Mr. Rogers said in a statement that the ruling “resolves important governance issues” at the company and confirms that he acted in accordance with the articles of incorporation and applicable corporate law.

“The company requires an effective board that shares a strategic vision for the business, is open, deliberate, consistent in its decision making, independent of management, and that always acts in the best interests of the corporation,” Mr. Rogers said.

He added that he takes his responsibility of ensuring that the company is properly governed and effectively managed “very seriously.”

Lawyer Ken McEwan, who is representing Edward Rogers, leaves B.C. Supreme Court in Vancouver, on Friday, Nov. 5, 2021. With the judge ruling in favour of Mr. Rogers, he is once again chair of the telecom and media giant’s board of directors.DARRYL DYCK/The Canadian Press

“Our family has disagreements like every other family. I am hopeful we will resolve those differences privately, as any family would. I know every member of our family wants the brightest future for Rogers Communications,” he added.

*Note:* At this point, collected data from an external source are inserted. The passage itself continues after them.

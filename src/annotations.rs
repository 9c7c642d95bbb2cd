//! Hand-written descriptions of known model features.

/// Type tag shown for features without an annotation.
pub const UNKNOWN_KIND: &str = "Lainnya";
/// Description and interpretation shown for features without an annotation.
pub const UNKNOWN_TEXT: &str = "-";

const NUMERIC: &str = "Numerik";
const ONE_HOT: &str = "Kategorik (OHE)";

#[derive(Clone, Copy, Debug, PartialEq, Eq)]
pub struct FeatureAnnotation {
    pub kind: &'static str,
    pub description: &'static str,
    pub interpretation: &'static str,
}

impl FeatureAnnotation {
    /// Placeholder used for unannotated features.
    pub const UNKNOWN: FeatureAnnotation = FeatureAnnotation {
        kind: UNKNOWN_KIND,
        description: UNKNOWN_TEXT,
        interpretation: UNKNOWN_TEXT,
    };
}

const ANNOTATIONS: &[(&str, FeatureAnnotation)] = &[
    (
        "luas_tanah",
        FeatureAnnotation {
            kind: NUMERIC,
            description: "Luas tanah dalam satuan meter persegi.",
            interpretation: "Semakin luas tanah, semakin besar potensi nilai properti.",
        },
    ),
    (
        "luas_bangunan",
        FeatureAnnotation {
            kind: NUMERIC,
            description: "Luas bangunan dalam meter persegi.",
            interpretation: "Merepresentasikan kapasitas fisik bangunan.",
        },
    ),
    (
        "jarak_pusat_kota",
        FeatureAnnotation {
            kind: NUMERIC,
            description: "Jarak lokasi properti ke pusat kota (km).",
            interpretation: "Mewakili tingkat aksesibilitas lokasi.",
        },
    ),
    (
        "zona_komersial_1",
        FeatureAnnotation {
            kind: ONE_HOT,
            description: "Lokasi berada di zona komersial.",
            interpretation: "Dibandingkan dengan zona non-komersial (baseline).",
        },
    ),
    (
        "zona_perumahan_1",
        FeatureAnnotation {
            kind: ONE_HOT,
            description: "Lokasi berada di zona perumahan.",
            interpretation: "Efek relatif terhadap zona referensi.",
        },
    ),
    (
        "akses_jalan_aspal",
        FeatureAnnotation {
            kind: ONE_HOT,
            description: "Akses utama menggunakan jalan aspal.",
            interpretation: "Menunjukkan kualitas infrastruktur jalan.",
        },
    ),
    (
        "akses_jalan_beton",
        FeatureAnnotation {
            kind: ONE_HOT,
            description: "Akses utama menggunakan jalan beton.",
            interpretation: "Dibandingkan jenis jalan lainnya.",
        },
    ),
    (
        "status_hak_SHM",
        FeatureAnnotation {
            kind: ONE_HOT,
            description: "Status kepemilikan Sertifikat Hak Milik.",
            interpretation: "Menunjukkan kepastian hukum kepemilikan.",
        },
    ),
];

/// Exact-name lookup.
pub fn lookup(feature: &str) -> Option<&'static FeatureAnnotation> {
    ANNOTATIONS
        .iter()
        .find(|(name, _)| *name == feature)
        .map(|(_, annotation)| annotation)
}

/// Annotation for a feature, or the placeholder when unknown.
pub fn annotate(feature: &str) -> FeatureAnnotation {
    lookup(feature).copied().unwrap_or(FeatureAnnotation::UNKNOWN)
}

/// Every annotated feature name.
pub fn known_features() -> impl Iterator<Item = &'static str> {
    ANNOTATIONS.iter().map(|(name, _)| *name)
}

#[cfg(test)]
mod tests {
    use super::*;

    #[test]
    fn lookup_is_exact_and_case_sensitive() {
        assert!(lookup("status_hak_SHM").is_some());
        assert!(lookup("status_hak_shm").is_none());
        assert!(lookup(" luas_tanah").is_none());
    }

    #[test]
    fn unknown_feature_gets_placeholders() {
        let annotation = annotate("unknown_feature");
        assert_eq!(annotation.kind, "Lainnya");
        assert_eq!(annotation.description, "-");
        assert_eq!(annotation.interpretation, "-");
    }

    #[test]
    fn names_are_unique() {
        let mut names: Vec<_> = known_features().collect();
        let total = names.len();
        names.sort_unstable();
        names.dedup();
        assert_eq!(names.len(), total);
        assert_eq!(total, 8);
    }
}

Mr. Schachter urged the judge to stay her ruling for several days so he could seek a stay from the B.C. Court of Appeal, on the grounds that Mr. Rogers’s new board could fire the company’s management or order them not to pursue an appeal.

But Ken McEwan, a lawyer for Mr. Rogers, assured the judge no such steps would be taken, which prompted her to deny the request for a stay.

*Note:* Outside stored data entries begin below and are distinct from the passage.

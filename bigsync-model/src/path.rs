//! Workspace-relative resource paths
//!
//! Paths are absolute within the workspace (`/project/folder/file`), always use `/`
//! as separator and never end with one. The first segment is the project, which is
//! named after the owning connection.

use serde::{Deserialize, Serialize};
use std::fmt;

use crate::errors::{ModelError, Result};

#[derive(Debug, Clone, PartialEq, Eq, PartialOrd, Ord, Hash, Serialize, Deserialize)]
pub struct ResourcePath(String);

impl ResourcePath {
    /// The workspace root (`/`)
    pub fn root() -> Self {
        Self("/".to_string())
    }

    /// Parse a path, normalizing duplicate and trailing separators
    pub fn parse(raw: &str) -> Result<Self> {
        let mut segments = Vec::new();
        for segment in raw.split('/') {
            match segment {
                "" | "." => continue,
                ".." => {
                    return Err(ModelError::InvalidPath(format!(
                        "parent references are not allowed: {}",
                        raw
                    )))
                }
                s => segments.push(s),
            }
        }
        Ok(Self::from_segments(segments))
    }

    fn from_segments<'a>(segments: impl IntoIterator<Item = &'a str>) -> Self {
        let mut out = String::new();
        for segment in segments {
            out.push('/');
            out.push_str(segment);
        }
        if out.is_empty() {
            out.push('/');
        }
        Self(out)
    }

    /// Append one segment. Separators inside `segment` are kept as nested segments;
    /// `.` and `..` segments are dropped so the result never leaves `self`.
    pub fn join(&self, segment: &str) -> Self {
        let joined: Vec<&str> = self
            .segments()
            .chain(segment.split('/').filter(|s| !matches!(*s, "" | "." | "..")))
            .collect();
        Self::from_segments(joined)
    }

    /// Append a single name, refusing anything that is not one plain segment
    pub fn child(&self, name: &str) -> Result<Self> {
        if !Self::is_valid_name(name) {
            return Err(ModelError::InvalidPath(format!(
                "invalid name '{}' below {}",
                name, self
            )));
        }
        Ok(self.join(name))
    }

    /// Whether `name` can stand as one path segment
    pub fn is_valid_name(name: &str) -> bool {
        !matches!(name, "" | "." | "..") && !name.contains(['/', '\\', '\0'])
    }

    pub fn is_root(&self) -> bool {
        self.0 == "/"
    }

    pub fn parent(&self) -> Option<Self> {
        if self.is_root() {
            return None;
        }
        let segments: Vec<&str> = self.segments().collect();
        Some(Self::from_segments(
            segments[..segments.len() - 1].iter().copied(),
        ))
    }

    pub fn file_name(&self) -> Option<&str> {
        self.segments().last()
    }

    /// File name without its extension
    pub fn stem(&self) -> Option<&str> {
        self.file_name()
            .map(|name| name.rsplit_once('.').map(|(stem, _)| stem).unwrap_or(name))
    }

    /// First segment, i.e. the project the resource lives in
    pub fn project(&self) -> Option<&str> {
        self.segments().next()
    }

    pub fn segments(&self) -> impl Iterator<Item = &str> {
        self.0.split('/').filter(|s| !s.is_empty())
    }

    pub fn depth(&self) -> usize {
        self.segments().count()
    }

    /// Iterate over ancestors, nearest first, stopping at the project folder
    pub fn ancestors(&self) -> impl Iterator<Item = ResourcePath> {
        let mut current = self.parent();
        std::iter::from_fn(move || {
            let next = current.take()?;
            if next.is_root() {
                return None;
            }
            current = next.parent();
            Some(next)
        })
    }

    pub fn starts_with(&self, other: &ResourcePath) -> bool {
        if other.is_root() {
            return true;
        }
        self.0 == other.0 || self.0.starts_with(&format!("{}/", other.0))
    }

    pub fn as_str(&self) -> &str {
        &self.0
    }
}

impl fmt::Display for ResourcePath {
    fn fmt(&self, f: &mut fmt::Formatter<'_>) -> fmt::Result {
        f.write_str(&self.0)
    }
}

Loretta Rogers, Martha Rogers and Melinda Rogers-Hixon said in a statement that they are disappointed, calling the ruling a “black eye for good governance and shareholder rights” that “sets a dangerous new precedent for Canada’s capital markets by allowing the independent directors of a public company to be removed with the stroke of a pen.

“We believe that today’s ruling also ushers in a particularly dangerous time for RCI. The company now faces a very real prospect of management upheaval and a prolonged period of uncertainty, at perhaps the worst possible time,” the statement said.

“We plan to remain steadfast in our advocacy for good governance and responsible stewardship at Rogers on behalf of our employees, customers and all shareholders. We also plan to do everything we can to help the company successfully conclude the transformative Shaw transaction for the benefit of all stakeholders,” it added.

The decision casts doubt on the future of Mr. Natale and other senior executives. The Globe and Mail has reported that Mr. Natale and most of his 11-member executive team were prepared to leave if Mr. Rogers succeeds in reconstituting the board.

Mr. Rogers said Mr. Natale remains CEO and a company director, and has the board’s support.

“Our focus must be on the business, a return to stability, and closing our transformational merger with Shaw Communications,” Mr. Rogers said.

He added that recent events have not changed the “tremendous confidence” he has in the company’s future, its management team and its 24,000 employees.

“As we proceed towards closing our merger with Shaw Communications, continue making investments in our future and executing well for our customers, I am certain that for Rogers Communications, the best days are still ahead of us,” Mr. Rogers said.

Over the past several days, talks have been under way aimed at reaching a compromise between the two sides, but no such agreement could be reached, according to a source close to the negotiations. The Globe is not identifying the person because they are not authorized to speak publicly about the matter.

Rogers is awaiting regulatory approval of the Shaw takeover, which the company expects will close in the first half of next year. Earlier this week, rival telecoms BCE Inc. and Telus Corp. and two advocacy groups urged Canada’s telecom regulator to delay a hearing into the acquisition until control of Rogers is resolved.

Rogers Communications responded in its own regulatory filing that it’s unnecessary for the Canadian Radio-television and Telecommunications Commission to postpone its Nov. 22 hearing because the Rogers family is aligned on the importance of the Shaw takeover.

Friday’s ruling means Mr. Rogers’s move to remove five independent directors – John Clappison, David Peterson, Bonnie Brooks, Ellis Jacob and John MacDonald – from the company’s board is valid.

They have been replaced by Michael Cooper, Jack Cockwell, Jan Innes, Ivan Fecan and John Kerr. Mr. Rogers was reappointed chair of the company’s board at a board meeting last month that, at the time, was deemed invalid by others Rogers family members.

Rogers Communications confirmed the reconstituted board in a statement.